#### GOAL OF THE EXERCISE
State, as a single number, how many lines in the data below contain "bytes".

#### LISTED RECORDS
++++++++++

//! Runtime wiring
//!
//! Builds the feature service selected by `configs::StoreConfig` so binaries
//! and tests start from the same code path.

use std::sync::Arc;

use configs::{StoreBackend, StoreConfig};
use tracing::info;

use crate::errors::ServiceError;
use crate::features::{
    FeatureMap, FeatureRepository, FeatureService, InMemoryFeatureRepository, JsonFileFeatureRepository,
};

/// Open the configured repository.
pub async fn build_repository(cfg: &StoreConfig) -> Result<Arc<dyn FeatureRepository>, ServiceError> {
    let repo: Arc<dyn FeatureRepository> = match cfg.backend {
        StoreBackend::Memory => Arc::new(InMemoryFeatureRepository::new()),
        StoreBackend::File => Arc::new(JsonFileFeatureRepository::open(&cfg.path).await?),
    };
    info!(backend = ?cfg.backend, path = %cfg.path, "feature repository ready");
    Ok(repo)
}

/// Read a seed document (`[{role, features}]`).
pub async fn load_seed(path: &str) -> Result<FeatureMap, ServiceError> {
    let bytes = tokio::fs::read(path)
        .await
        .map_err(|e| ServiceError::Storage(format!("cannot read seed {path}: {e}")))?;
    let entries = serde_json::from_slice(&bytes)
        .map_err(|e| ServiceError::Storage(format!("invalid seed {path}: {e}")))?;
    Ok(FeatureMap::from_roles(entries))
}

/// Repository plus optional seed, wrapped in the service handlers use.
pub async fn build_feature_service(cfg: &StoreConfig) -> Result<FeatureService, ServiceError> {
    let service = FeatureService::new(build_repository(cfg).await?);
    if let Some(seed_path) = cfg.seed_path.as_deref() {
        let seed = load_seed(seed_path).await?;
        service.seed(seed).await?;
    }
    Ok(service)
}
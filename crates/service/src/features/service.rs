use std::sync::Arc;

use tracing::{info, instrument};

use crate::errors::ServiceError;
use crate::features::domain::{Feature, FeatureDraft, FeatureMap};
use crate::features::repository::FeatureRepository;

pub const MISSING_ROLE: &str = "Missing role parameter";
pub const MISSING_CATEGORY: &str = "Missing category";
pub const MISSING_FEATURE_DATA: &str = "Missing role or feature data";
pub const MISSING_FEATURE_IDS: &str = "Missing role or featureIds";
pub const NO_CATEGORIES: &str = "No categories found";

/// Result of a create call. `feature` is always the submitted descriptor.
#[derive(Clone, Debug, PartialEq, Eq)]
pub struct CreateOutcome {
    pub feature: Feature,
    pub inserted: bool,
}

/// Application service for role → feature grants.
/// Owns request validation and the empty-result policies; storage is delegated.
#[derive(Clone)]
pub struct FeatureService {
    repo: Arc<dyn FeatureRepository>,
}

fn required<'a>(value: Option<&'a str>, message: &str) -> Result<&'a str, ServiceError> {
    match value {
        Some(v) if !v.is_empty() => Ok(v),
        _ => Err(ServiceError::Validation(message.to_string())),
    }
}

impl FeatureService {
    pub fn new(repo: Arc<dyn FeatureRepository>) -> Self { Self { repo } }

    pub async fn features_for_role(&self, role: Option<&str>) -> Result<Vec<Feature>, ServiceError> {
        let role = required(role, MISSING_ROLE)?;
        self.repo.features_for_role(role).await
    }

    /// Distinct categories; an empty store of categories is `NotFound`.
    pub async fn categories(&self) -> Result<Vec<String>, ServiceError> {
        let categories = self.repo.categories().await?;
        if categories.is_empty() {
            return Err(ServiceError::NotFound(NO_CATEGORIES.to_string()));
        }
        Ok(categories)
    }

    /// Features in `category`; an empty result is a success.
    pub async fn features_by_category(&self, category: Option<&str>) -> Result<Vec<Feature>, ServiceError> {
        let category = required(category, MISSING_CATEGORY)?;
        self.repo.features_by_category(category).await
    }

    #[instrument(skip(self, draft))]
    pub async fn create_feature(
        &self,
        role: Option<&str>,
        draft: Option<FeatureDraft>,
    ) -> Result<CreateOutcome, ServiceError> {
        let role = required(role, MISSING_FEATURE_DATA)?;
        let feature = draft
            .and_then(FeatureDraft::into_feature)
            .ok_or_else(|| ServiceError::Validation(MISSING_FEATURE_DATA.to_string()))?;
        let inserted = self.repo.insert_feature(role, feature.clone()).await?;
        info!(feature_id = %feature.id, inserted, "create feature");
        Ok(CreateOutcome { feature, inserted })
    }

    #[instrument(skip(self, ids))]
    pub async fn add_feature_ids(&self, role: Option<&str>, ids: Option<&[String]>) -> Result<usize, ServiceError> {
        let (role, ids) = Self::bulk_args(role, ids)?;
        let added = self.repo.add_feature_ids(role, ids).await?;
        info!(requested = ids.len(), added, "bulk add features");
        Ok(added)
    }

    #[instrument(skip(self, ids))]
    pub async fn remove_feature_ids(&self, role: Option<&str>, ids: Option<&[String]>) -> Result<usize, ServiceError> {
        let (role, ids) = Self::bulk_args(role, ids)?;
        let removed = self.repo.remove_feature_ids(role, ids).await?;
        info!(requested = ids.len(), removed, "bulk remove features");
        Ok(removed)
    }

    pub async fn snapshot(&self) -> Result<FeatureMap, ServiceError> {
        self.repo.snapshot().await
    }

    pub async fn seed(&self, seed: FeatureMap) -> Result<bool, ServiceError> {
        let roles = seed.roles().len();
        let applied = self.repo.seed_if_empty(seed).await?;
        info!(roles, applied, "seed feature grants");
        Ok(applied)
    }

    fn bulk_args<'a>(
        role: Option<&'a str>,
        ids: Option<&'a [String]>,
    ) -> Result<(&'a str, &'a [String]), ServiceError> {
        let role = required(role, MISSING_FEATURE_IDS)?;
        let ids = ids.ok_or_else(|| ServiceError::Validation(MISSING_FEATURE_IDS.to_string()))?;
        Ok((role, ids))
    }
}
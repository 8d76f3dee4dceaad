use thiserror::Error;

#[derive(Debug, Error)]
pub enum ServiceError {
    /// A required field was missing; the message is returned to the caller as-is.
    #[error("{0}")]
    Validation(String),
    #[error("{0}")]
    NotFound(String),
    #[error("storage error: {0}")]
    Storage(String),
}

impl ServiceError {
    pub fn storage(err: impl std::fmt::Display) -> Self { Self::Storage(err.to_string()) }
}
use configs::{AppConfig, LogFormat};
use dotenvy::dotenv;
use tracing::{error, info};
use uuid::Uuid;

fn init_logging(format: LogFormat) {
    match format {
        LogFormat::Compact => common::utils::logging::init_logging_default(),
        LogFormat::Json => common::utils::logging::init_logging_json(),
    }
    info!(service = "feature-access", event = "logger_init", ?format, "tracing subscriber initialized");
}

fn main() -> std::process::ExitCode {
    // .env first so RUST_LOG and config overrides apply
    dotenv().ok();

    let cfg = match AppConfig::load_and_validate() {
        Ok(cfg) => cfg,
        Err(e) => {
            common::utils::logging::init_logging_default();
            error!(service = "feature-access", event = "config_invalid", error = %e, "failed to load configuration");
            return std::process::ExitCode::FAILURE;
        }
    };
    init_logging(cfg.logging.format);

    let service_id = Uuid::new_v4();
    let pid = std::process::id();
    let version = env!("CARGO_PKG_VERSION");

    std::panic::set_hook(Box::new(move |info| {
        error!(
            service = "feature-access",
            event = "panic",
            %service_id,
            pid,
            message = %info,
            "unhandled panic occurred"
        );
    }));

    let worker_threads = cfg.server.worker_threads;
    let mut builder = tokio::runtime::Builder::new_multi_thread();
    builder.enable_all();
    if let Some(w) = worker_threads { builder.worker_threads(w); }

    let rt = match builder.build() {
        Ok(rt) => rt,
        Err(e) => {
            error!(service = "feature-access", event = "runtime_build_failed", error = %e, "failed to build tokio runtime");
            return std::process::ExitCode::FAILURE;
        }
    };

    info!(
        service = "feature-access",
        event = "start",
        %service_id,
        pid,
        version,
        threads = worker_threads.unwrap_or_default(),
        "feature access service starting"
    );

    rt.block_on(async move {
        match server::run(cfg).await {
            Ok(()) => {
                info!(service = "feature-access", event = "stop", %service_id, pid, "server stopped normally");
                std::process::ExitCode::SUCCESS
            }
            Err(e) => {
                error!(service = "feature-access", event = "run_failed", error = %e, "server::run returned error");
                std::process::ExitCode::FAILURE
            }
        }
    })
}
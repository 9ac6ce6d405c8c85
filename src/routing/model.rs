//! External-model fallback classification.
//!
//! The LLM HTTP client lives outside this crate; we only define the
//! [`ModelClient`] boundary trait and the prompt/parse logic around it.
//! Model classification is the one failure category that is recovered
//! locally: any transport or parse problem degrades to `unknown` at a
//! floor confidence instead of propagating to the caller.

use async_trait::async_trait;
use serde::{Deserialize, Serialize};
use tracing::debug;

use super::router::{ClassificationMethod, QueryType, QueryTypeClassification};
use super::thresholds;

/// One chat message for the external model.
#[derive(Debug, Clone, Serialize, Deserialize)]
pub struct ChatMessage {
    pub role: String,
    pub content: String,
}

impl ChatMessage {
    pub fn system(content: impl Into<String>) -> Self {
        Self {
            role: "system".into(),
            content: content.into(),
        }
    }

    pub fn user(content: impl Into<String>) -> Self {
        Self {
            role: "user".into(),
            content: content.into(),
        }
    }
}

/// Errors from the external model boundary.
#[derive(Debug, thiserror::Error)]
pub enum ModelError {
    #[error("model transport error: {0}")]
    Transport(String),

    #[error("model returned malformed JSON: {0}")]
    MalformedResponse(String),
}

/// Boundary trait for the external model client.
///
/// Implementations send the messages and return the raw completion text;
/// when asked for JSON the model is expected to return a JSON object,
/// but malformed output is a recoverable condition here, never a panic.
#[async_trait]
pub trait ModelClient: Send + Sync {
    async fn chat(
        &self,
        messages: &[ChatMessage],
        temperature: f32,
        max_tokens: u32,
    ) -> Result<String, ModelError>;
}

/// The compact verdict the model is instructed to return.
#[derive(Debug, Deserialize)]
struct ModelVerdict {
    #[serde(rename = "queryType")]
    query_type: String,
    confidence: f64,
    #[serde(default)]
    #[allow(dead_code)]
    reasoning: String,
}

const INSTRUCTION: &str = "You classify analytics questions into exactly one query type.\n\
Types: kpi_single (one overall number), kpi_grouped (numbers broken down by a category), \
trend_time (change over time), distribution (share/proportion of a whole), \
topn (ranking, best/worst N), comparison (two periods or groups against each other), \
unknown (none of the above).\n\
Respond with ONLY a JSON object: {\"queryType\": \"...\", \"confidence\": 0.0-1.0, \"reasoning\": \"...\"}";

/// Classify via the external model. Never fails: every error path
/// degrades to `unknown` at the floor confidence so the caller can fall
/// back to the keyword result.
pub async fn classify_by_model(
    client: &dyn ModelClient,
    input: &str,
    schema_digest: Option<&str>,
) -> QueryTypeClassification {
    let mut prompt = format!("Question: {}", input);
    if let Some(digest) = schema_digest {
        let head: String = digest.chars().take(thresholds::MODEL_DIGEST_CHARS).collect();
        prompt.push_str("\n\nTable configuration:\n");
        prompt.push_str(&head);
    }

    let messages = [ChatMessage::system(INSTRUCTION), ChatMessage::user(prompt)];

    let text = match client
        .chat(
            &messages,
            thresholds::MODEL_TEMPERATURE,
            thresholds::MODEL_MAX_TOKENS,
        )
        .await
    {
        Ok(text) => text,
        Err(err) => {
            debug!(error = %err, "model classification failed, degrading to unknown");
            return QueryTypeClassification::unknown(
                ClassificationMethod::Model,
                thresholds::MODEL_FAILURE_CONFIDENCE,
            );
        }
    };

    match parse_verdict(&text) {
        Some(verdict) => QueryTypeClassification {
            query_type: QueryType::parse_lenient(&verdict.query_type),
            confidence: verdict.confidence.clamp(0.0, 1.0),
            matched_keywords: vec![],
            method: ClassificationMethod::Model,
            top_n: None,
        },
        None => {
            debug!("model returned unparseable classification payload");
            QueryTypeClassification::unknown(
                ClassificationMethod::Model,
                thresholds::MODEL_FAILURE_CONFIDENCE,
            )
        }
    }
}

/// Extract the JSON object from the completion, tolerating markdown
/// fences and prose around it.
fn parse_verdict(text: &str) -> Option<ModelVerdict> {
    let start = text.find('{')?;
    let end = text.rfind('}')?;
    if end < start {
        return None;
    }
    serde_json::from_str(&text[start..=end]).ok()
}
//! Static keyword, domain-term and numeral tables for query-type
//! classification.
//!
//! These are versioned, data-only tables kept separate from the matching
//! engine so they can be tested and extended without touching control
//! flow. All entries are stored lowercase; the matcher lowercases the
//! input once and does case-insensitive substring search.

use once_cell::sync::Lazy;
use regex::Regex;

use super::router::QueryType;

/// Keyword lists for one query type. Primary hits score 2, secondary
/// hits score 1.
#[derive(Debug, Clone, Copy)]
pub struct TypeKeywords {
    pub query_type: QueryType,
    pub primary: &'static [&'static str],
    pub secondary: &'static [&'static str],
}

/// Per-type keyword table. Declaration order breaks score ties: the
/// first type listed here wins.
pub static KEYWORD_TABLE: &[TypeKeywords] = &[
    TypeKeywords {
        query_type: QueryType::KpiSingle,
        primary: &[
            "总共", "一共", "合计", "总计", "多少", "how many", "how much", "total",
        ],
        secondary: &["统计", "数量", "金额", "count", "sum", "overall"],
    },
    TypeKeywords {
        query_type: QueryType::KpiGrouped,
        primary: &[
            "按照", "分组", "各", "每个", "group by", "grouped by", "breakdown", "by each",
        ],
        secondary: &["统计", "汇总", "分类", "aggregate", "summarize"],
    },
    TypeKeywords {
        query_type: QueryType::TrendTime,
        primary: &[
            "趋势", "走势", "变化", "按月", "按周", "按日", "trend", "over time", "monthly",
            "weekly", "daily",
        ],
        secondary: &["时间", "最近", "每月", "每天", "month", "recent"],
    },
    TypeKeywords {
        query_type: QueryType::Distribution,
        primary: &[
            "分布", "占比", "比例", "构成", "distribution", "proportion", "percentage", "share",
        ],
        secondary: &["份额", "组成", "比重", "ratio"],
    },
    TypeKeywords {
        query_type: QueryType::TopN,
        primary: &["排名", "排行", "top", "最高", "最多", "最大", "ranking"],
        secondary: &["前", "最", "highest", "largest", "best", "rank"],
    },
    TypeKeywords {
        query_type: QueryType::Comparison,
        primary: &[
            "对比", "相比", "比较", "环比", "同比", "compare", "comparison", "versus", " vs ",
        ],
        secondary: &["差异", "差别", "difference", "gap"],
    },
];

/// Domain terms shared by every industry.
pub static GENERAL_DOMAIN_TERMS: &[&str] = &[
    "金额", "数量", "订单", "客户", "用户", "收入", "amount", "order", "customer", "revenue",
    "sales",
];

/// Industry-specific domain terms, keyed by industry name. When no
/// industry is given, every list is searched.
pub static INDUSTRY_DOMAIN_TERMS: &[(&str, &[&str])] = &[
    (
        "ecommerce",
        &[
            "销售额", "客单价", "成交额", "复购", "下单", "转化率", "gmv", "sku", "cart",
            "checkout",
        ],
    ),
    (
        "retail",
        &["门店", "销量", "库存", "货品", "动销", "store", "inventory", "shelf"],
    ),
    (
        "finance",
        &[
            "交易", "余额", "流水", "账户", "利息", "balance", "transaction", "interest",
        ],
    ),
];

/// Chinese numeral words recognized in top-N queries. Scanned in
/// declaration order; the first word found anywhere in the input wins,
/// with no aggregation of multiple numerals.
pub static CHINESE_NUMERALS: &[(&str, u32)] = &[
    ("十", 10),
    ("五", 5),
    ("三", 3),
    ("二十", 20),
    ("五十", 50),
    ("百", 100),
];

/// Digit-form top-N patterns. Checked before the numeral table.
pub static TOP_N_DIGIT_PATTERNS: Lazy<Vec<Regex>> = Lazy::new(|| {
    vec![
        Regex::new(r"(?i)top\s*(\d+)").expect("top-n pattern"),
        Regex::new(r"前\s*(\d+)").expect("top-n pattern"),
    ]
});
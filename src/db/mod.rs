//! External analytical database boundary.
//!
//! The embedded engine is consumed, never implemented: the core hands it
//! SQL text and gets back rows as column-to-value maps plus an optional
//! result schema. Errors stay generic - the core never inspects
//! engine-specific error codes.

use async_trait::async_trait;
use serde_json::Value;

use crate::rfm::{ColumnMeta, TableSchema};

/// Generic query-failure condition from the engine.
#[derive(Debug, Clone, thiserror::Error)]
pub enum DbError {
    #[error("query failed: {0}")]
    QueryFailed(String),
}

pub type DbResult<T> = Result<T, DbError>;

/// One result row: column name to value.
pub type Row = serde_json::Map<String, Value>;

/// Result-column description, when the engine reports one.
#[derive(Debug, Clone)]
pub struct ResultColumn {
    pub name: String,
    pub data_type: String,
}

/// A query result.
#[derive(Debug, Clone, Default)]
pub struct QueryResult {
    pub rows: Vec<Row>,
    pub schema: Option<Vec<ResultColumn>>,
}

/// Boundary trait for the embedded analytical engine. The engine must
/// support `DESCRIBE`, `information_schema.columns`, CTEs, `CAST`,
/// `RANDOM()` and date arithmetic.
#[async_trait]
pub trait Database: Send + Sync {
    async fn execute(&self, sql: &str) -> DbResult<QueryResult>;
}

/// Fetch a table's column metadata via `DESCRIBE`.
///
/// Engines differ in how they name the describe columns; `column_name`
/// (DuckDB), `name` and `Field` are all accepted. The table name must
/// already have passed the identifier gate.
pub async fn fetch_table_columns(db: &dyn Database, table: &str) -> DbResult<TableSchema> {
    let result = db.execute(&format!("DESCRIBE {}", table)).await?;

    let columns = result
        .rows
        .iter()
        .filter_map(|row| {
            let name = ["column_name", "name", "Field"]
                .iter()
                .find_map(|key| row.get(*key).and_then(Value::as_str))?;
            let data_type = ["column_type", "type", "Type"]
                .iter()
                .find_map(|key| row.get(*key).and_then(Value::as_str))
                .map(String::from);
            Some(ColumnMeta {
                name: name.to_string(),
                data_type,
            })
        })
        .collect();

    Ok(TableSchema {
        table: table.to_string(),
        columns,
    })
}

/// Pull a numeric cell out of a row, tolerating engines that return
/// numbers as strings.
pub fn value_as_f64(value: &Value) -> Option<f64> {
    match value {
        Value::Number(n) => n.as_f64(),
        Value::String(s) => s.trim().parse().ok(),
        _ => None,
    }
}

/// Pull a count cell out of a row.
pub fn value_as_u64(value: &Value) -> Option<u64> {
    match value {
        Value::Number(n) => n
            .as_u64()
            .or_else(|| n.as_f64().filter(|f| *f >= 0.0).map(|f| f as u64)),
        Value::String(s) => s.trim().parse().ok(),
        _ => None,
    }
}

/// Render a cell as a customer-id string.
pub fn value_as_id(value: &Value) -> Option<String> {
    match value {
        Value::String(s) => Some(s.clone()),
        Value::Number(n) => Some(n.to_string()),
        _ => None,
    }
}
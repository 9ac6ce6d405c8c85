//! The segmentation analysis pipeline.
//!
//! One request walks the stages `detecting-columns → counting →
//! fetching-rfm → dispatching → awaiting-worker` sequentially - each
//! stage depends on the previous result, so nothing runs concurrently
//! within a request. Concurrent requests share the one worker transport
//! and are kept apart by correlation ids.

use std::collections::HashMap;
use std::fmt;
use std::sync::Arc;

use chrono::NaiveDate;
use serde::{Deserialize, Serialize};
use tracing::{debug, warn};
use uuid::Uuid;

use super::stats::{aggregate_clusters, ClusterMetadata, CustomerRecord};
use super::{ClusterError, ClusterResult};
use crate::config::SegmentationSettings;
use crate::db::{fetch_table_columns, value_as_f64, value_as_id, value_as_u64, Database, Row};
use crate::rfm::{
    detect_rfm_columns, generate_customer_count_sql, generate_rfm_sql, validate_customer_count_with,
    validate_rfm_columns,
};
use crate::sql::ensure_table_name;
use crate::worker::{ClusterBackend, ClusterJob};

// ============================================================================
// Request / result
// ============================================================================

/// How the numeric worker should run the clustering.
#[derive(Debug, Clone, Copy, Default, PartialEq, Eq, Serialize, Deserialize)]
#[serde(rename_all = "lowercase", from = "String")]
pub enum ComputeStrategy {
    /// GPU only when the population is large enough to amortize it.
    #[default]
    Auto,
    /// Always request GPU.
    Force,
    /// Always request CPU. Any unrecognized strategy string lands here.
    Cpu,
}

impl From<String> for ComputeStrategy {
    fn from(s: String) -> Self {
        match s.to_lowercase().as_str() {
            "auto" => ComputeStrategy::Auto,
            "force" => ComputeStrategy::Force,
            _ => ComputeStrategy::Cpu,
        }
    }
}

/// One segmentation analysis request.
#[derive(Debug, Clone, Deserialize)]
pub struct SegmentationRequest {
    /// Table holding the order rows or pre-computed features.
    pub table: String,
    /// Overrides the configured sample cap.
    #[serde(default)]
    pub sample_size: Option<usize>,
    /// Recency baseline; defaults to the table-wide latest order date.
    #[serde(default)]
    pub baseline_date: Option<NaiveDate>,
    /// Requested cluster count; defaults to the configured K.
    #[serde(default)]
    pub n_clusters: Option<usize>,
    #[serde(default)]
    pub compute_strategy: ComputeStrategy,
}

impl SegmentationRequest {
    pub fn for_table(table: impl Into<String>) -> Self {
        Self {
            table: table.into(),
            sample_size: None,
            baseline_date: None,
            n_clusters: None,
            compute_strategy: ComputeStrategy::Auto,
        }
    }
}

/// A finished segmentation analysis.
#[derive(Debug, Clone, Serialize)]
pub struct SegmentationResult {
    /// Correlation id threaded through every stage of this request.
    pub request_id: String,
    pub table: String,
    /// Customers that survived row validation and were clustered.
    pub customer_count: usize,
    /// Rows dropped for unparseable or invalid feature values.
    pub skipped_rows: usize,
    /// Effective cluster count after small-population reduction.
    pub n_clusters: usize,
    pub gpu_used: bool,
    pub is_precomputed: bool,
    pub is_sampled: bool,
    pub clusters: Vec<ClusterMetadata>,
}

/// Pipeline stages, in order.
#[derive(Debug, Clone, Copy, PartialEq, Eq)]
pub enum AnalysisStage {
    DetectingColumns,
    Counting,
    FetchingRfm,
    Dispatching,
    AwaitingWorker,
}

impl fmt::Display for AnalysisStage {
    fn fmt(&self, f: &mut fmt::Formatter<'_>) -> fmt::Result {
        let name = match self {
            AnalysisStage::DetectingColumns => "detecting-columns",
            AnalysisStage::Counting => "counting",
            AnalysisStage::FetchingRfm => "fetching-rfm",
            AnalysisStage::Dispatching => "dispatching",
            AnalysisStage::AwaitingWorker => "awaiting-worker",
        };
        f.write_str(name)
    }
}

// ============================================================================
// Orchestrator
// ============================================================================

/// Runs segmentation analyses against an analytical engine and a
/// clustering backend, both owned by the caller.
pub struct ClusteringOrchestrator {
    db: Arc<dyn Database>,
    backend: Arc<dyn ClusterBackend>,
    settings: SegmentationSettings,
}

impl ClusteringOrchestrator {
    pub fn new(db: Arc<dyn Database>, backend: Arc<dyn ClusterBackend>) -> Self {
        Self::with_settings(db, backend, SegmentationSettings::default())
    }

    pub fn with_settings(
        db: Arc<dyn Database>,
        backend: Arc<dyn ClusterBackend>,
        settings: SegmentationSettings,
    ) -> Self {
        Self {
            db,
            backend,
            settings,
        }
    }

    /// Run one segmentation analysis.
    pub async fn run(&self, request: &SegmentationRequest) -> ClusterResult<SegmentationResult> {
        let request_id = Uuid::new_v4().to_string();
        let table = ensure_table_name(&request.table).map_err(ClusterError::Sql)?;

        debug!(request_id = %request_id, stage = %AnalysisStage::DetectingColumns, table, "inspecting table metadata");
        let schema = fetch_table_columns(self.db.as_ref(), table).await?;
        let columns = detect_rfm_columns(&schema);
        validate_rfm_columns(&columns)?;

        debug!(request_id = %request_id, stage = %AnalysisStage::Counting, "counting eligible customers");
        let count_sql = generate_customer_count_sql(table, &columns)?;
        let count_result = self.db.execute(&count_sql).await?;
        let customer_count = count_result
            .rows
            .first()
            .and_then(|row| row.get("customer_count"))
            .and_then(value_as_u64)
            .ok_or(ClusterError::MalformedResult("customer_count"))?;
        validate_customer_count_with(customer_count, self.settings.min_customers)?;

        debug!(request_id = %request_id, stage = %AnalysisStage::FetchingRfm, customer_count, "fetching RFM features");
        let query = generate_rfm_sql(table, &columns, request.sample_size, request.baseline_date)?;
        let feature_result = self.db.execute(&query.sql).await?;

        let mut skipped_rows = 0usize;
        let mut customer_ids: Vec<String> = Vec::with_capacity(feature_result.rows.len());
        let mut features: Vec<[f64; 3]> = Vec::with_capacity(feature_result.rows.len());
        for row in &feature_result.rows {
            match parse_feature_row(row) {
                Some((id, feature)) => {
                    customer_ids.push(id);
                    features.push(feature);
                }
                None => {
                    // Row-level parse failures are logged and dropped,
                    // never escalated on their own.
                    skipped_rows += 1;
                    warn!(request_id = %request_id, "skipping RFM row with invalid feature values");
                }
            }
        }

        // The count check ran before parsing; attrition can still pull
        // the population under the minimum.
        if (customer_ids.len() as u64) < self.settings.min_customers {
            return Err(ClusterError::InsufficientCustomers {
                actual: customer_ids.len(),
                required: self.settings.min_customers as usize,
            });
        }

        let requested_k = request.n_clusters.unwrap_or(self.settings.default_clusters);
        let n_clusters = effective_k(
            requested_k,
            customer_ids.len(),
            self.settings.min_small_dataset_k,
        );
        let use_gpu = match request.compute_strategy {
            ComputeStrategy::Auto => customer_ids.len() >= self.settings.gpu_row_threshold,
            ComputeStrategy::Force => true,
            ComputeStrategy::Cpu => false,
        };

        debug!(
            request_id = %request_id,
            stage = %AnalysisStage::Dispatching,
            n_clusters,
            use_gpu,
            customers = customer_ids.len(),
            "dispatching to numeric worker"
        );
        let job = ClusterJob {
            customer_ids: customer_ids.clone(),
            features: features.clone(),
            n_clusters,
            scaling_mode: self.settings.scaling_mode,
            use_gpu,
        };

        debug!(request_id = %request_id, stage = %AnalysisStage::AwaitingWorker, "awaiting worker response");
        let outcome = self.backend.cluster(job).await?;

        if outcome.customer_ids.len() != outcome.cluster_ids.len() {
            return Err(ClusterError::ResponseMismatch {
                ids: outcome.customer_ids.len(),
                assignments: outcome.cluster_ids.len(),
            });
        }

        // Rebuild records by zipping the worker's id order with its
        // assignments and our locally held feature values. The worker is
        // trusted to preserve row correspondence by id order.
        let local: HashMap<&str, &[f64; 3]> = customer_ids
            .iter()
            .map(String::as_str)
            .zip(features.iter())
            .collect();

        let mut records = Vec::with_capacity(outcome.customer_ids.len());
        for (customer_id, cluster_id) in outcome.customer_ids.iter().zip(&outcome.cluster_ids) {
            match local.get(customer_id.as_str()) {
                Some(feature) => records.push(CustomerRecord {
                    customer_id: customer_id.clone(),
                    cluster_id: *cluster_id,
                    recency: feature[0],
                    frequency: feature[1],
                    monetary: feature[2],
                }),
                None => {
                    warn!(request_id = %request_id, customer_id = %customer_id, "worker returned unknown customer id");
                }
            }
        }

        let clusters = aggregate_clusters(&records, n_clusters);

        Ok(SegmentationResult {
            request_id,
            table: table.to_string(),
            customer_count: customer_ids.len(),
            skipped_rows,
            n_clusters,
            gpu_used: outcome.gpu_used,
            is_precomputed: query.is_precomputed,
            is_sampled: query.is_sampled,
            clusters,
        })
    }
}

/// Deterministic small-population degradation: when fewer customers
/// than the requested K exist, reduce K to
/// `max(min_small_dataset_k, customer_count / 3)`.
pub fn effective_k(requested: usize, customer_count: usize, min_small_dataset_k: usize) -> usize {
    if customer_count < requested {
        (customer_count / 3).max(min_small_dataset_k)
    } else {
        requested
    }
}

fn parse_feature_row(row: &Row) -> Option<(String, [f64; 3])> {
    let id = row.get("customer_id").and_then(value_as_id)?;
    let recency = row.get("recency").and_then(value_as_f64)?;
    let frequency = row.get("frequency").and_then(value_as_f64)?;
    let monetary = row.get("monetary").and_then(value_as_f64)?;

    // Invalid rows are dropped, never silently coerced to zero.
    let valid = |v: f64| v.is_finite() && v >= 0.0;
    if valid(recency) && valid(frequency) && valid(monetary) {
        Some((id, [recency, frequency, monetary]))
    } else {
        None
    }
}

++++++++++

#### RESPONSE TO THIS EXERCISE
2